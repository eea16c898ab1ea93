//! Raster images as PDF image XObjects.
//!
//! JPEG data is embedded as-is behind `DCTDecode`; everything else is decoded,
//! flattened to 8-bit RGB or gray and Flate-compressed.

use crate::error::PdfToolError;
use flate2::write::ZlibEncoder;
use flate2::Compression;
use image::{ColorType, DynamicImage};
use lopdf::{Dictionary, Object, Stream};
use std::io::Write;

#[derive(Debug, Clone, Copy, PartialEq, Eq)]
pub(crate) enum ColorSpace {
    DeviceGray,
    DeviceRGB,
    DeviceCMYK,
}

impl ColorSpace {
    fn pdf_name(self) -> &'static [u8] {
        match self {
            ColorSpace::DeviceGray => b"DeviceGray",
            ColorSpace::DeviceRGB => b"DeviceRGB",
            ColorSpace::DeviceCMYK => b"DeviceCMYK",
        }
    }
}

#[derive(Debug, Clone, Copy, PartialEq, Eq)]
enum Encoding {
    Dct,
    Flate,
}

#[derive(Debug, Clone)]
pub(crate) struct EmbeddedImage {
    pub width: u32,
    pub height: u32,
    pub color_space: ColorSpace,
    encoding: Encoding,
    data: Vec<u8>,
}

impl EmbeddedImage {
    /// Sniff JPEG or PNG from magic bytes.
    pub fn from_bytes(data: &[u8]) -> Result<Self, PdfToolError> {
        if data.starts_with(&[0xFF, 0xD8]) {
            return Self::from_jpeg(data.to_vec());
        }
        if data.starts_with(b"\x89PNG\r\n\x1a\n") {
            let img = image::load_from_memory_with_format(data, image::ImageFormat::Png)
                .map_err(|e| PdfToolError::Conversion(format!("Invalid PNG: {}", e)))?;
            return Self::from_decoded(&img);
        }
        Err(PdfToolError::UnsupportedFormat(
            "Expected a JPEG or PNG image".into(),
        ))
    }

    pub fn from_jpeg(data: Vec<u8>) -> Result<Self, PdfToolError> {
        let (width, height, color_space) = parse_jpeg_header(&data)?;
        Ok(Self {
            width,
            height,
            color_space,
            encoding: Encoding::Dct,
            data,
        })
    }

    /// Alpha is dropped; images without color become DeviceGray.
    pub fn from_decoded(img: &DynamicImage) -> Result<Self, PdfToolError> {
        let (color_space, pixels) = match img.color() {
            ColorType::L8 | ColorType::L16 | ColorType::La8 | ColorType::La16 => {
                (ColorSpace::DeviceGray, img.to_luma8().into_raw())
            }
            _ => (ColorSpace::DeviceRGB, img.to_rgb8().into_raw()),
        };
        Ok(Self {
            width: img.width(),
            height: img.height(),
            color_space,
            encoding: Encoding::Flate,
            data: deflate(&pixels)?,
        })
    }

    pub fn into_xobject(self) -> Stream {
        let mut dict = Dictionary::from_iter(vec![
            ("Type", Object::Name(b"XObject".to_vec())),
            ("Subtype", Object::Name(b"Image".to_vec())),
            ("Width", Object::Integer(self.width as i64)),
            ("Height", Object::Integer(self.height as i64)),
            (
                "ColorSpace",
                Object::Name(self.color_space.pdf_name().to_vec()),
            ),
            ("BitsPerComponent", Object::Integer(8)),
        ]);
        let filter: &[u8] = match self.encoding {
            Encoding::Dct => b"DCTDecode",
            Encoding::Flate => b"FlateDecode",
        };
        dict.set("Filter", Object::Name(filter.to_vec()));
        // Already encoded; keep lopdf from filtering it again.
        Stream::new(dict, self.data).with_compression(false)
    }
}

fn deflate(data: &[u8]) -> Result<Vec<u8>, PdfToolError> {
    let mut encoder = ZlibEncoder::new(Vec::new(), Compression::default());
    encoder.write_all(data)?;
    Ok(encoder.finish()?)
}

/// Width, height and color space from the first SOF marker.
pub(crate) fn parse_jpeg_header(data: &[u8]) -> Result<(u32, u32, ColorSpace), PdfToolError> {
    let invalid = |msg: &str| PdfToolError::Conversion(format!("Invalid JPEG: {}", msg));
    if !data.starts_with(&[0xFF, 0xD8]) {
        return Err(invalid("missing SOI marker"));
    }

    let mut pos = 2;
    while pos + 1 < data.len() {
        if data[pos] != 0xFF {
            pos += 1;
            continue;
        }
        let marker = data[pos + 1];
        pos += 2;

        if marker == 0xFF || marker == 0x00 || (0xD0..=0xD7).contains(&marker) {
            continue;
        }

        let is_sof = matches!(marker, 0xC0..=0xCF) && !matches!(marker, 0xC4 | 0xC8 | 0xCC);
        if is_sof {
            if pos + 8 > data.len() {
                return Err(invalid("truncated frame header"));
            }
            let height = u16::from_be_bytes([data[pos + 3], data[pos + 4]]) as u32;
            let width = u16::from_be_bytes([data[pos + 5], data[pos + 6]]) as u32;
            let color_space = match data[pos + 7] {
                1 => ColorSpace::DeviceGray,
                4 => ColorSpace::DeviceCMYK,
                _ => ColorSpace::DeviceRGB,
            };
            return Ok((width, height, color_space));
        }

        if pos + 2 > data.len() {
            break;
        }
        pos += u16::from_be_bytes([data[pos], data[pos + 1]]) as usize;
    }

    Err(invalid("no frame header"))
}


#[cfg(test)]
mod tests {
    use super::test_support::{jpeg_bytes, png_bytes};
    use super::*;
    use pretty_assertions::assert_eq;

    #[test]
    fn test_jpeg_header() {
        let jpeg = jpeg_bytes(40, 24, 80);
        let (w, h, cs) = parse_jpeg_header(&jpeg).unwrap();
        assert_eq!((w, h, cs), (40, 24, ColorSpace::DeviceRGB));
    }

    #[test]
    fn test_jpeg_is_embedded_verbatim() {
        let jpeg = jpeg_bytes(16, 16, 80);
        let stream = EmbeddedImage::from_bytes(&jpeg).unwrap().into_xobject();
        assert_eq!(stream.content, jpeg);
        assert_eq!(stream.dict.get(b"Filter").unwrap().as_name().unwrap(), b"DCTDecode");
    }

    #[test]
    fn test_png_is_flate_encoded() {
        let image = EmbeddedImage::from_bytes(&png_bytes(10, 5)).unwrap();
        assert_eq!((image.width, image.height), (10, 5));
        let stream = image.into_xobject();
        assert_eq!(stream.dict.get(b"Filter").unwrap().as_name().unwrap(), b"FlateDecode");
    }

    #[test]
    fn test_rejects_unknown_format() {
        assert!(matches!(
            EmbeddedImage::from_bytes(b"GIF89a"),
            Err(PdfToolError::UnsupportedFormat(_))
        ));
    }
}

* _DIRECTIONS FOR THIS TASK_: List each line of the records that holds the string "DCTDecode".

* _ANSWER SECTION_:
//! JPEG data is embedded as-is behind `DCTDecode`; everything else is decoded,
            Encoding::Dct => b"DCTDecode",
        assert_eq!(stream.dict.get(b"Filter").unwrap().as_name().unwrap(), b"DCTDecode");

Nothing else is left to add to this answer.